WHAT YOU NEED TO DO:
Scan the data below for the string "Some". Copy every line where it appears.
═════ PROVIDED DATA
//! Configuration types for voter-roll extraction.
//!
//! All extraction behaviour is controlled through [`ExtractionConfig`], built
//! via its [`ExtractionConfigBuilder`]. One struct holds every knob so a
//! config can be cloned into blocking tasks and logged as a whole.
//!
//! The rule tables and the accepted age range are not configurable: they are
//! part of the extraction contract, and two runs with the same config over
//! the same bytes must produce the same records.

use crate::error::ExtractError;
use crate::pipeline::recognize::Recognizer;
use crate::pipeline::render::Rasterizer;
use crate::progress::ProgressCallback;
use serde::{Deserialize, Serialize};
use std::fmt;
use std::path::PathBuf;
use std::str::FromStr;
use std::sync::Arc;

/// Configuration for one voter-roll extraction.
///
/// Built via [`ExtractionConfig::builder()`] or using
/// [`ExtractionConfig::default()`].
///
/// # Example
/// ```rust
/// use voterroll_extract::ExtractionConfig;
///
/// let config = ExtractionConfig::builder()
///     .dpi(300)
///     .concurrency(8)
///     .languages("hin+eng")
///     .build()
///     .unwrap();
/// ```
#[derive(Clone)]
pub struct ExtractionConfig {
    /// Rendering DPI used when rasterising each PDF page. Range: 72–600. Default: 400.
    ///
    /// Devanagari matras and the dots of nukta forms are a few pixels tall;
    /// below ~300 DPI Tesseract starts dropping them, which corrupts labels.
    pub dpi: u32,

    /// Maximum rendered image dimension (width or height) in pixels. Default: 6000.
    ///
    /// Caps either dimension independent of DPI so an oversized page cannot
    /// exhaust memory. A4 at 400 DPI is 3308 × 4677 px and fits.
    pub max_rendered_pixels: u32,

    /// Number of pages recognised in parallel. Default: 4.
    ///
    /// Each page runs one OCR engine process; pages share no state until the
    /// join point before segmentation.
    pub concurrency: usize,

    /// Tesseract language hint. Default: `hin+eng`.
    ///
    /// Hindi for names and labels, English for voter-ID tokens.
    pub languages: String,

    /// Path or name of the Tesseract binary. Default: `tesseract`.
    pub tesseract_path: PathBuf,

    /// Optional Tesseract page segmentation mode (`--psm`). Default: engine default.
    pub page_segmentation_mode: Option<u8>,

    /// Binarise page images (gray → Otsu → median) before recognition. Default: true.
    pub preprocess: bool,

    /// Fill missing section/polling-station pairs from the page header. Default: true.
    ///
    /// Roll pages print the section and constituency once at the top; entries
    /// below it belong to that section. Only complete pairs are inherited.
    pub inherit_page_header: bool,

    /// PDF user password for encrypted documents.
    pub password: Option<String>,

    /// Page selection. Default: All pages.
    pub pages: PageSelection,

    /// Directory containing the pdfium shared library. Default: system library.
    pub pdfium_library_path: Option<PathBuf>,

    /// Pre-constructed rasterizer. Takes precedence over the pdfium default.
    pub rasterizer: Option<Arc<dyn Rasterizer>>,

    /// Pre-constructed recognizer. Takes precedence over the Tesseract default.
    pub recognizer: Option<Arc<dyn Recognizer>>,

    /// Per-page progress events.
    pub progress_callback: Option<ProgressCallback>,
}

impl Default for ExtractionConfig {
    fn default() -> Self {
        Self {
            dpi: 400,
            max_rendered_pixels: 6000,
            concurrency: 4,
            languages: "hin+eng".to_string(),
            tesseract_path: PathBuf::from("tesseract"),
            page_segmentation_mode: None,
            preprocess: true,
            inherit_page_header: true,
            password: None,
            pages: PageSelection::default(),
            pdfium_library_path: None,
            rasterizer: None,
            recognizer: None,
            progress_callback: None,
        }
    }
}

impl fmt::Debug for ExtractionConfig {
    fn fmt(&self, f: &mut fmt::Formatter<'_>) -> fmt::Result {
        f.debug_struct("ExtractionConfig")
            .field("dpi", &self.dpi)
            .field("max_rendered_pixels", &self.max_rendered_pixels)
            .field("concurrency", &self.concurrency)
            .field("languages", &self.languages)
            .field("tesseract_path", &self.tesseract_path)
            .field("page_segmentation_mode", &self.page_segmentation_mode)
            .field("preprocess", &self.preprocess)
            .field("inherit_page_header", &self.inherit_page_header)
            .field("password", &self.password.as_ref().map(|_| "<redacted>"))
            .field("pages", &self.pages)
            .field("pdfium_library_path", &self.pdfium_library_path)
            .field("rasterizer", &self.rasterizer.as_ref().map(|_| "<dyn Rasterizer>"))
            .field("recognizer", &self.recognizer.as_ref().map(|_| "<dyn Recognizer>"))
            .finish()
    }
}

impl ExtractionConfig {
    /// Create a new builder for `ExtractionConfig`.
    pub fn builder() -> ExtractionConfigBuilder {
        ExtractionConfigBuilder {
            config: Self::default(),
        }
    }
}

/// Builder for [`ExtractionConfig`].
#[derive(Debug)]
pub struct ExtractionConfigBuilder {
    config: ExtractionConfig,
}

impl ExtractionConfigBuilder {
    pub fn dpi(mut self, dpi: u32) -> Self {
        self.config.dpi = dpi.clamp(72, 600);
        self
    }

    pub fn max_rendered_pixels(mut self, px: u32) -> Self {
        self.config.max_rendered_pixels = px.max(100);
        self
    }

    pub fn concurrency(mut self, n: usize) -> Self {
        self.config.concurrency = n.max(1);
        self
    }

    pub fn languages(mut self, languages: impl Into<String>) -> Self {
        self.config.languages = languages.into();
        self
    }

    pub fn tesseract_path(mut self, path: impl Into<PathBuf>) -> Self {
        self.config.tesseract_path = path.into();
        self
    }

    pub fn page_segmentation_mode(mut self, psm: u8) -> Self {
        self.config.page_segmentation_mode = Some(psm);
        self
    }

    pub fn preprocess(mut self, v: bool) -> Self {
        self.config.preprocess = v;
        self
    }

    pub fn inherit_page_header(mut self, v: bool) -> Self {
        self.config.inherit_page_header = v;
        self
    }

    pub fn password(mut self, pwd: impl Into<String>) -> Self {
        self.config.password = Some(pwd.into());
        self
    }

    pub fn pages(mut self, selection: PageSelection) -> Self {
        self.config.pages = selection;
        self
    }

    pub fn pdfium_library_path(mut self, dir: impl Into<PathBuf>) -> Self {
        self.config.pdfium_library_path = Some(dir.into());
        self
    }

    pub fn rasterizer(mut self, rasterizer: Arc<dyn Rasterizer>) -> Self {
        self.config.rasterizer = Some(rasterizer);
        self
    }

    pub fn recognizer(mut self, recognizer: Arc<dyn Recognizer>) -> Self {
        self.config.recognizer = Some(recognizer);
        self
    }

    pub fn progress_callback(mut self, cb: ProgressCallback) -> Self {
        self.config.progress_callback = Some(cb);
        self
    }

    /// Build the configuration, validating constraints.
    pub fn build(self) -> Result<ExtractionConfig, ExtractError> {
        let c = &self.config;
        if c.dpi < 72 || c.dpi > 600 {
            return Err(ExtractError::InvalidConfig(format!(
                "DPI must be 72–600, got {}",
                c.dpi
            )));
        }
        if c.concurrency == 0 {
            return Err(ExtractError::InvalidConfig(
                "Concurrency must be ≥ 1".into(),
            ));
        }
        if c.languages.trim().is_empty() {
            return Err(ExtractError::InvalidConfig(
                "Recognition languages must not be empty".into(),
            ));
        }
        if let Some(psm) = c.page_segmentation_mode {
            if psm > 13 {
                return Err(ExtractError::InvalidConfig(format!(
                    "Page segmentation mode must be 0–13, got {}",
                    psm
                )));
            }
        }
        Ok(self.config)
    }
}

// ── Enums ────────────────────────────────────────────────────────────────

/// Specifies which pages of the PDF to process.
///
/// Whatever the selection, records are always emitted in page order.
#[derive(Debug, Clone, Default, PartialEq, Eq, Serialize, Deserialize)]
pub enum PageSelection {
    /// Process all pages (default).
    #[default]
    All,
    /// Process a single page (1-indexed).
    Single(usize),
    /// Process a contiguous range of pages (1-indexed, inclusive).
    Range(usize, usize),
    /// Process specific pages (1-indexed, deduplicated).
    Set(Vec<usize>),
}

impl PageSelection {
    /// Expand the selection into a sorted, deduplicated list of 0-indexed page numbers.
    pub fn to_indices(&self, total_pages: usize) -> Vec<usize> {
        let mut indices: Vec<usize> = match self {
            PageSelection::All => (0..total_pages).collect(),
            PageSelection::Single(p) => {
                if *p >= 1 && *p <= total_pages {
                    vec![p - 1]
                } else {
                    vec![]
                }
            }
            PageSelection::Range(start, end) => {
                let s = (*start).max(1) - 1;
                let e = (*end).min(total_pages);
                (s..e).collect()
            }
            PageSelection::Set(pages) => pages
                .iter()
                .filter(|&&p| p >= 1 && p <= total_pages)
                .map(|p| p - 1)
                .collect(),
        };
        indices.sort_unstable();
        indices.dedup();
        indices
    }

    /// First page the selection asks for, used in out-of-range reports.
    pub fn first_requested(&self) -> usize {
        match self {
            PageSelection::All => 1,
            PageSelection::Single(p) => *p,
            PageSelection::Range(start, _) => *start,
            PageSelection::Set(pages) => pages.iter().copied().min().unwrap_or(0),
        }
    }
}

/// Parses `all`, `5`, `3-15`, `1,3,5` and mixed lists such as `1-3,7`.
impl FromStr for PageSelection {
    type Err = ExtractError;

    fn from_str(s: &str) -> Result<Self, Self::Err> {
        let spec = s.trim();
        if spec.eq_ignore_ascii_case("all") {
            return Ok(PageSelection::All);
        }

        let mut parts = spec
            .split(',')
            .map(str::trim)
            .map(parse_page_part)
            .collect::<Result<Vec<_>, _>>()?;

        if parts.len() == 1 {
            return Ok(match parts.remove(0) {
                (start, end) if start == end => PageSelection::Single(start),
                (start, end) => PageSelection::Range(start, end),
            });
        }
        Ok(PageSelection::Set(
            parts.into_iter().flat_map(|(start, end)| start..=end).collect(),
        ))
    }
}

/// One comma-separated item: `n` or `a-b`, 1-indexed, as an inclusive span.
fn parse_page_part(part: &str) -> Result<(usize, usize), ExtractError> {
    let invalid = |why: String| ExtractError::InvalidConfig(format!("page selection: {why}"));
    let number = |t: &str| {
        t.trim()
            .parse::<usize>()
            .map_err(|_| invalid(format!("'{}' is not a page number", t.trim())))
    };

    let (start, end) = match part.split_once('-') {
        Some((a, b)) => (number(a)?, number(b)?),
        None => {
            let n = number(part)?;
            (n, n)
        }
    };
    if start == 0 {
        return Err(invalid("pages are 1-indexed".into()));
    }
    if start > end {
        return Err(invalid(format!("range {start}-{end} runs backwards")));
    }
    Ok((start, end))
}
══════════
ANSWER SECTION:
        self.config.page_segmentation_mode = Some(psm);
        self.config.password = Some(pwd.into());
        self.config.pdfium_library_path = Some(dir.into());
        self.config.rasterizer = Some(rasterizer);
        self.config.recognizer = Some(recognizer);
        self.config.progress_callback = Some(cb);
        if let Some(psm) = c.page_segmentation_mode {
        Some((a, b)) => (number(a)?, number(b)?),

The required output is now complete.